Simple logic says it is easier to score with the puck than without it, which make the 60-odd faceoffs that determine possession a key part of any hockey game.

Since three of the Washington Capitals' four centers were wingers until last season, handling faceoffs only when a center was booted out of the circle, it was no surprise when most of the early-season draws wound up on opponents' sticks.

A lot of diligent after-practice concentration on the subject seems to be paying off for the Capitals, however, with the most recent evidence the 43-20 margin by which Washington dominated the faceoffs in Wednesday's 3-0 victory over the New York Rangers.

Not surprisingly, the big winner was Bob Carpenter, a lifelong center except for an occasional assignment on left wing. Carpenter, with forearms suitable for woodchopping, won 15 of 19.

Somewhat surprising, however, were the achievements of Alan Haworth and Bob Gould, relative novices in the business of outthinking puck-dropping linesmen and outmuscling quick-wristed opponents. Haworth, the Capitals' leading scorer, won six of seven; Gould took 10 of 13.

"At the beginning, the faceoffs were a heck of a problem for me," Haworth said. "I didn't win 20 percent my first 10 games. But now I'm doing what I used to do in junior (when he was a center) and I know more about the other players, so the past two weeks I've done pretty well.

"Faceoffs are such a big part of the game. If there are 60 faceoffs in a game and you win 40, that's 20 more times you have possession of the puck and 20 more plays you can start. In the offensive zone, if you win it, you can get a shot off. If you lose it, they get a shot off."

Coach Bryan Murray's overall strategy has a definite assignment for each player on the ice, depending on the location of the faceoff. Obviously, there is greater concern if the puck is dropped near one of the goals, since it takes a mere flick of a wrist to put it in the net.

"We try very hard, win or lose the draw, to let everybody know what to do," Murray said. "Losing the draw is not the worst thing if you are able to react quickly.

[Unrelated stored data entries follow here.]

//! Server Configuration
//!
//! Listen address and database connection settings for the HTTP server.

use serde::{Deserialize, Serialize};

/// HTTP server configuration
#[derive(Debug, Clone, PartialEq, Serialize, Deserialize)]
pub struct ServerConfig {
    /// Host to bind to (default: "0.0.0.0")
    #[serde(default = "default_host")]
    pub host: String,

    /// Port to bind to (default: 3000)
    #[serde(default = "default_port")]
    pub port: u16,

    /// MongoDB connection string
    #[serde(default)]
    pub mongodb_uri: Option<String>,

    /// Application name reported to the database in the connection handshake
    #[serde(default)]
    pub app_name: Option<String>,
}

fn default_host() -> String {
    "0.0.0.0".to_string()
}

fn default_port() -> u16 {
    3000
}

impl Default for ServerConfig {
    fn default() -> Self {
        Self {
            host: default_host(),
            port: default_port(),
            mongodb_uri: None,
            app_name: None,
        }
    }
}

impl ServerConfig {
    /// Create a new config with specified port
    pub fn with_port(port: u16) -> Self {
        Self {
            port,
            ..Default::default()
        }
    }

    /// Get the socket address string
    pub fn socket_addr(&self) -> String {
        format!("{}:{}", self.host, self.port)
    }
}
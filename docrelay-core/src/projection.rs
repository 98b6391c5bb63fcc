//! Field projections for find queries.
//!
//! A [`Projection`] lists the fields a read should return. It is parsed from the
//! comma-separated `fields` request parameter and rendered as an inclusion document.
//! The identity field is never mentioned, so backends return it alongside the listed
//! fields.

use bson::{Bson, Document};

/// An ordered set of fields to include in query results.
#[derive(Debug, Clone, Default, PartialEq, Eq)]
pub struct Projection {
    fields: Vec<String>,
}

impl Projection {
    /// Parses a comma-separated field list such as `"name, email"`.
    ///
    /// Entries are trimmed; empty entries and repeats are dropped. `None` or a blank
    /// string yields an empty projection (all fields).
    pub fn parse(fields: Option<&str>) -> Self {
        let mut projection = Projection::default();

        for field in fields.unwrap_or_default().split(',').map(str::trim) {
            if !field.is_empty() && !projection.fields.iter().any(|f| f == field) {
                projection.fields.push(field.to_string());
            }
        }

        projection
    }

    /// Returns `true` if every field should be returned.
    pub fn is_empty(&self) -> bool {
        self.fields.is_empty()
    }

    /// The included field names, in request order.
    pub fn fields(&self) -> &[String] {
        &self.fields
    }

    /// Renders the projection as `{ field: 1, ... }`.
    pub fn to_document(&self) -> Document {
        self.fields
            .iter()
            .map(|field| (field.clone(), Bson::Int32(1)))
            .collect()
    }
}

impl<S: Into<String>> FromIterator<S> for Projection {
    fn from_iter<I: IntoIterator<Item = S>>(iter: I) -> Self {
        let mut projection = Projection::default();

        for field in iter.into_iter().map(Into::into) {
            if !projection.fields.contains(&field) {
                projection.fields.push(field);
            }
        }

        projection
    }
}
//! Query translation from the docrelay filter AST to MongoDB query syntax.
//!
//! This module translates abstract filter expressions into MongoDB BSON filter
//! documents for execution by the MongoDB query engine.

use bson::{Document, Bson, doc};

use docrelay_core::{
    query::{QueryVisitor, Expr, FieldOp},
    error::DocumentStoreError,
    filter::check_field_name,
};


/// Translates docrelay filter expressions into MongoDB filter documents.
///
/// Conjunctions over distinct fields are flattened into a single document
/// (`{ title: {...}, year: {...} }`); `$and` is only emitted when two conditions
/// constrain the same key.
pub(crate) struct MongoQueryTranslator;

impl QueryVisitor for MongoQueryTranslator {
    type Output = Document;
    type Error = DocumentStoreError;

    fn visit_and(&mut self, exprs: &[Expr]) -> Result<Self::Output, Self::Error> {
        let clauses = exprs
            .iter()
            .map(|expr| self.visit_expr(expr))
            .collect::<Result<Vec<_>, _>>()?;

        let mut merged = Document::new();
        let mut collides = false;

        for (key, value) in clauses.iter().flatten() {
            collides |= merged.insert(key.clone(), value.clone()).is_some();
        }

        if collides {
            return Ok(doc! { "$and": clauses });
        }

        Ok(merged)
    }

    fn visit_field(&mut self, field: &str, op: &FieldOp, value: &Bson) -> Result<Self::Output, Self::Error> {
        check_field_name(field)?;

        Ok(doc! {
            field: match op {
                FieldOp::Eq => Bson::Document(doc! { "$eq": value.clone() }),
                FieldOp::Gte => doc! { "$gte": value.clone() }.into(),
                FieldOp::Lte => doc! { "$lte": value.clone() }.into(),
                FieldOp::Matches => match value {
                    Bson::String(pattern) => doc! { "$regex": pattern.as_str(), "$options": "i" }.into(),
                    _ => return Err(DocumentStoreError::InvalidQuery("Pattern match requires a string value".to_string())),
                },
                FieldOp::AnyOf => match value {
                    Bson::Array(values) => doc! { "$in": values.clone() }.into(),
                    _ => return Err(DocumentStoreError::InvalidQuery("AnyOf operator requires an array value".to_string())),
                },
            }
        })
    }

    fn visit_elem_match(&mut self, field: &str, expr: &Expr) -> Result<Self::Output, Self::Error> {
        check_field_name(field)?;

        Ok(doc! {
            field: { "$elemMatch": self.visit_expr(expr)? },
        })
    }
}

"But faceoffs mean possession time and a chance to do something. If the faceoff is in your zone and the other team sets up a pick, if they win the draw, they can get a pretty good scoring chance. Winning a big percentage of the draws is important to winning the game.

"It's a skill area and there's technique involved, but strength is also a factor. A big, strong guy has a good chance to beat a small, quick guy. It takes time to become a good faceoff man, and we have talked about it a great deal and encouraged them to work on it at the end of practice.

"It's also a matter of talking to the linesmen. We were putting our sticks down too early before, but in the Ranger game we got that straightened out and we put them down last. Obviously, it made a bit of a difference."

According to Rule 52 of the NHL bylaws, the visiting player must place his stick in the white area of the faceoff circle before the home player, but linesmen enforce that regulation in widely differing ways.

"A lot of times, the other guy puts his stick down first, but then when I put my stick down, he moves it," said Bengt Gustafsson, one of the Capitals' better faceoff men. "If the puck is dropped then, he gets an advantage. The linesmen wouldn't let them do it yesterday (Wednesday), so it was better.

"Most of it is concentration. Everybody is so good on faceoffs, a tenth of a second makes a difference . . . "

Doug Jarvis used to be the Capitals' resident faceoff expert, in large part because he had made a close study of opponents and linesmen. Now that Jarvis has been traded to Hartford, Murray considers Carpenter the club's best.

"Bobby has strong forearms and strong hands and he also has quickness," Murray said. "I hope he'll become our front-and-center guy in that area. In critical situations in critical games, you want to be able to call on one guy who most of the time can win that key faceoff. In those situations, too, you'll want to have another faceoff man out there, just in case the first guy is chased."